• What is expected
Each record should be returned exactly as it is written.

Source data
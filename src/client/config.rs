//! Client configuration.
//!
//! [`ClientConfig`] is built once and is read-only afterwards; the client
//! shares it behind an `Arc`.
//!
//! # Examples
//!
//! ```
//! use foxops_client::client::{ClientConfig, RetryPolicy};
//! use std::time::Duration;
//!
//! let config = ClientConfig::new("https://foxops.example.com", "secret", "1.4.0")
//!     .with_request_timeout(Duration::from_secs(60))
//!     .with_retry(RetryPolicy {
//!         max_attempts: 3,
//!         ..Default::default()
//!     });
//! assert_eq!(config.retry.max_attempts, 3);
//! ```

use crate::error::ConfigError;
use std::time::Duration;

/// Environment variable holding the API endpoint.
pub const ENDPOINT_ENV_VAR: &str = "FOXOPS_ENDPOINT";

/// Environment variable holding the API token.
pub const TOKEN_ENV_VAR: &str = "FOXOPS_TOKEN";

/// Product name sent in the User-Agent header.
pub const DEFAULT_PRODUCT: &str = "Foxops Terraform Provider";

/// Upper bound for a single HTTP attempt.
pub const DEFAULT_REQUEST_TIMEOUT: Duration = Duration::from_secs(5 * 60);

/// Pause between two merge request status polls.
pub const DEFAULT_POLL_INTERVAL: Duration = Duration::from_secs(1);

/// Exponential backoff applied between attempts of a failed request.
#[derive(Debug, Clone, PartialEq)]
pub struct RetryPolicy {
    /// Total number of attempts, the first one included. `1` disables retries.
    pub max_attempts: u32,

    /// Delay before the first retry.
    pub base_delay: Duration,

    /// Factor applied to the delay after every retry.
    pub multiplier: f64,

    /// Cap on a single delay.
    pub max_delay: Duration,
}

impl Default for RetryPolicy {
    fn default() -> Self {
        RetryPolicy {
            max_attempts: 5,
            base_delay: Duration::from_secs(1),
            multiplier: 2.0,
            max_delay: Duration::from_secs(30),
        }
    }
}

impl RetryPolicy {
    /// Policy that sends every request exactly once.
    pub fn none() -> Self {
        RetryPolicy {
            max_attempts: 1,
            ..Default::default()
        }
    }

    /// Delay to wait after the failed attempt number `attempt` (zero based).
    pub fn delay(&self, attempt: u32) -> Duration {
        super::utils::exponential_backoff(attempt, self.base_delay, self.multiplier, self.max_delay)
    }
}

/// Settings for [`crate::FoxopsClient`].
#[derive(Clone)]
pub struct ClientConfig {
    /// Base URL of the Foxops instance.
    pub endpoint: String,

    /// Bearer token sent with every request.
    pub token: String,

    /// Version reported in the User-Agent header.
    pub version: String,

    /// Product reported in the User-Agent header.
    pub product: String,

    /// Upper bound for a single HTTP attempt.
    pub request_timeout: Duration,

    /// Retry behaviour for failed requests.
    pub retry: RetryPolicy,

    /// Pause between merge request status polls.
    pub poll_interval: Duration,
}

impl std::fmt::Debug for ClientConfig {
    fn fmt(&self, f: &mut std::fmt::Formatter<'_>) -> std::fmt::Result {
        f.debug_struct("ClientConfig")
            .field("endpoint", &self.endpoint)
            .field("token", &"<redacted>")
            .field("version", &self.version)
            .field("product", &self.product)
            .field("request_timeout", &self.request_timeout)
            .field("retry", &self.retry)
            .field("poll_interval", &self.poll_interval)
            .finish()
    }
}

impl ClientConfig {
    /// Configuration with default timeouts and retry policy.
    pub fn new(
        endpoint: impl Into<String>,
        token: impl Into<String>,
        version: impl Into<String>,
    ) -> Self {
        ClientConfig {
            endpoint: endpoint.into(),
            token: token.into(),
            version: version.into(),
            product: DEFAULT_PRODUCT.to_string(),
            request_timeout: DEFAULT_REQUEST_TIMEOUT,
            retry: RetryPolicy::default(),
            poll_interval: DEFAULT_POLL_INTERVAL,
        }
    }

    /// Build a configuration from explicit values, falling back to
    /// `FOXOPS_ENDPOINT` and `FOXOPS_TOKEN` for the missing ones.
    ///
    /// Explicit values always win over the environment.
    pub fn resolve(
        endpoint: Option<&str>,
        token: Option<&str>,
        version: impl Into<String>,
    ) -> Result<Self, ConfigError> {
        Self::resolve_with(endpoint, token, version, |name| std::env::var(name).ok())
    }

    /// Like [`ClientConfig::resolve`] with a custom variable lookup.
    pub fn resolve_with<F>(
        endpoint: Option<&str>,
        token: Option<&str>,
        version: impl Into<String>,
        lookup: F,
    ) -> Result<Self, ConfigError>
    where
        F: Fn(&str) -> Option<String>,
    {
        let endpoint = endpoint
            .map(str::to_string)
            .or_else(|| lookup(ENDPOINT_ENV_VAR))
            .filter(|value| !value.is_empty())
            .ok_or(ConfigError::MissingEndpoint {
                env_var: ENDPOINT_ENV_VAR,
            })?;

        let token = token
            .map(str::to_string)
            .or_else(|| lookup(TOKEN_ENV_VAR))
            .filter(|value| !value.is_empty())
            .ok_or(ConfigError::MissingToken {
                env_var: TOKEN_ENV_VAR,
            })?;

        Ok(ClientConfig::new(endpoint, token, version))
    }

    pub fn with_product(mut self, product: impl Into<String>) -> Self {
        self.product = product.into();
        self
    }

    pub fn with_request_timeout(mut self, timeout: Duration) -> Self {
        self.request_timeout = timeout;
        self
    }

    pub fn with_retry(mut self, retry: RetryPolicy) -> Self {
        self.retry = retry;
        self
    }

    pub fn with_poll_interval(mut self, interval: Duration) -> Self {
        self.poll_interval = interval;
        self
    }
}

• Task response
filename src/client/config.rs
//! Client configuration.
//!
//! [`ClientConfig`] is built once and is read-only afterwards; the client
//! shares it behind an `Arc`.
//!
//! # Examples
//!
//! ```
//! use foxops_client::client::{ClientConfig, RetryPolicy};
//! use std::time::Duration;
//!
//! let config = ClientConfig::new("https://foxops.example.com", "secret", "1.4.0")
//!     .with_request_timeout(Duration::from_secs(60))
//!     .with_retry(RetryPolicy {
//!         max_attempts: 3,
//!         ..Default::default()
//!     });
//! assert_eq!(config.retry.max_attempts, 3);
//! ```

use crate::error::ConfigError;
use std::time::Duration;

/// Environment variable holding the API endpoint.
pub const ENDPOINT_ENV_VAR: &str = "FOXOPS_ENDPOINT";

/// Environment variable holding the API token.
pub const TOKEN_ENV_VAR: &str = "FOXOPS_TOKEN";

/// Product name sent in the User-Agent header.
pub const DEFAULT_PRODUCT: &str = "Foxops Terraform Provider";

/// Upper bound for a single HTTP attempt.
pub const DEFAULT_REQUEST_TIMEOUT: Duration = Duration::from_secs(5 * 60);

/// Pause between two merge request status polls.
pub const DEFAULT_POLL_INTERVAL: Duration = Duration::from_secs(1);

/// Exponential backoff applied between attempts of a failed request.
#[derive(Debug, Clone, PartialEq)]
pub struct RetryPolicy {
    /// Total number of attempts, the first one included. `1` disables retries.
    pub max_attempts: u32,

    /// Delay before the first retry.
    pub base_delay: Duration,

    /// Factor applied to the delay after every retry.
    pub multiplier: f64,

    /// Cap on a single delay.
    pub max_delay: Duration,
}

impl Default for RetryPolicy {
    fn default() -> Self {
        RetryPolicy {
            max_attempts: 5,
            base_delay: Duration::from_secs(1),
            multiplier: 2.0,
            max_delay: Duration::from_secs(30),
        }
    }
}

impl RetryPolicy {
    /// Policy that sends every request exactly once.
    pub fn none() -> Self {
        RetryPolicy {
            max_attempts: 1,
            ..Default::default()
        }
    }

    /// Delay to wait after the failed attempt number `attempt` (zero based).
    pub fn delay(&self, attempt: u32) -> Duration {
        super::utils::exponential_backoff(attempt, self.base_delay, self.multiplier, self.max_delay)
    }
}

/// Settings for [`crate::FoxopsClient`].
#[derive(Clone)]
pub struct ClientConfig {
    /// Base URL of the Foxops instance.
    pub endpoint: String,

    /// Bearer token sent with every request.
    pub token: String,

    /// Version reported in the User-Agent header.
    pub version: String,

    /// Product reported in the User-Agent header.
    pub product: String,

    /// Upper bound for a single HTTP attempt.
    pub request_timeout: Duration,

    /// Retry behaviour for failed requests.
    pub retry: RetryPolicy,

    /// Pause between merge request status polls.
    pub poll_interval: Duration,
}

impl std::fmt::Debug for ClientConfig {
    fn fmt(&self, f: &mut std::fmt::Formatter<'_>) -> std::fmt::Result {
        f.debug_struct("ClientConfig")
            .field("endpoint", &self.endpoint)
            .field("token", &"<redacted>")
            .field("version", &self.version)
            .field("product", &self.product)
            .field("request_timeout", &self.request_timeout)
            .field("retry", &self.retry)
            .field("poll_interval", &self.poll_interval)
            .finish()
    }
}

impl ClientConfig {
    /// Configuration with default timeouts and retry policy.
    pub fn new(
        endpoint: impl Into<String>,
        token: impl Into<String>,
        version: impl Into<String>,
    ) -> Self {
        ClientConfig {
            endpoint: endpoint.into(),
            token: token.into(),
            version: version.into(),
            product: DEFAULT_PRODUCT.to_string(),
            request_timeout: DEFAULT_REQUEST_TIMEOUT,
            retry: RetryPolicy::default(),
            poll_interval: DEFAULT_POLL_INTERVAL,
        }
    }

    /// Build a configuration from explicit values, falling back to
    /// `FOXOPS_ENDPOINT` and `FOXOPS_TOKEN` for the missing ones.
    ///
    /// Explicit values always win over the environment.
    pub fn resolve(
        endpoint: Option<&str>,
        token: Option<&str>,
        version: impl Into<String>,
    ) -> Result<Self, ConfigError> {
        Self::resolve_with(endpoint, token, version, |name| std::env::var(name).ok())
    }

    /// Like [`ClientConfig::resolve`] with a custom variable lookup.
    pub fn resolve_with<F>(
        endpoint: Option<&str>,
        token: Option<&str>,
        version: impl Into<String>,
        lookup: F,
    ) -> Result<Self, ConfigError>
    where
        F: Fn(&str) -> Option<String>,
    {
        let endpoint = endpoint
            .map(str::to_string)
            .or_else(|| lookup(ENDPOINT_ENV_VAR))
            .filter(|value| !value.is_empty())
            .ok_or(ConfigError::MissingEndpoint {
                env_var: ENDPOINT_ENV_VAR,
            })?;

        let token = token
            .map(str::to_string)
            .or_else(|| lookup(TOKEN_ENV_VAR))
            .filter(|value| !value.is_empty())
            .ok_or(ConfigError::MissingToken {
                env_var: TOKEN_ENV_VAR,
            })?;

        Ok(ClientConfig::new(endpoint, token, version))
    }

    pub fn with_product(mut self, product: impl Into<String>) -> Self {
        self.product = product.into();
        self
    }

    pub fn with_request_timeout(mut self, timeout: Duration) -> Self {
        self.request_timeout = timeout;
        self
    }

    pub fn with_retry(mut self, retry: RetryPolicy) -> Self {
        self.retry = retry;
        self
    }

    pub fn with_poll_interval(mut self, interval: Duration) -> Self {
        self.poll_interval = interval;
        self
    }
}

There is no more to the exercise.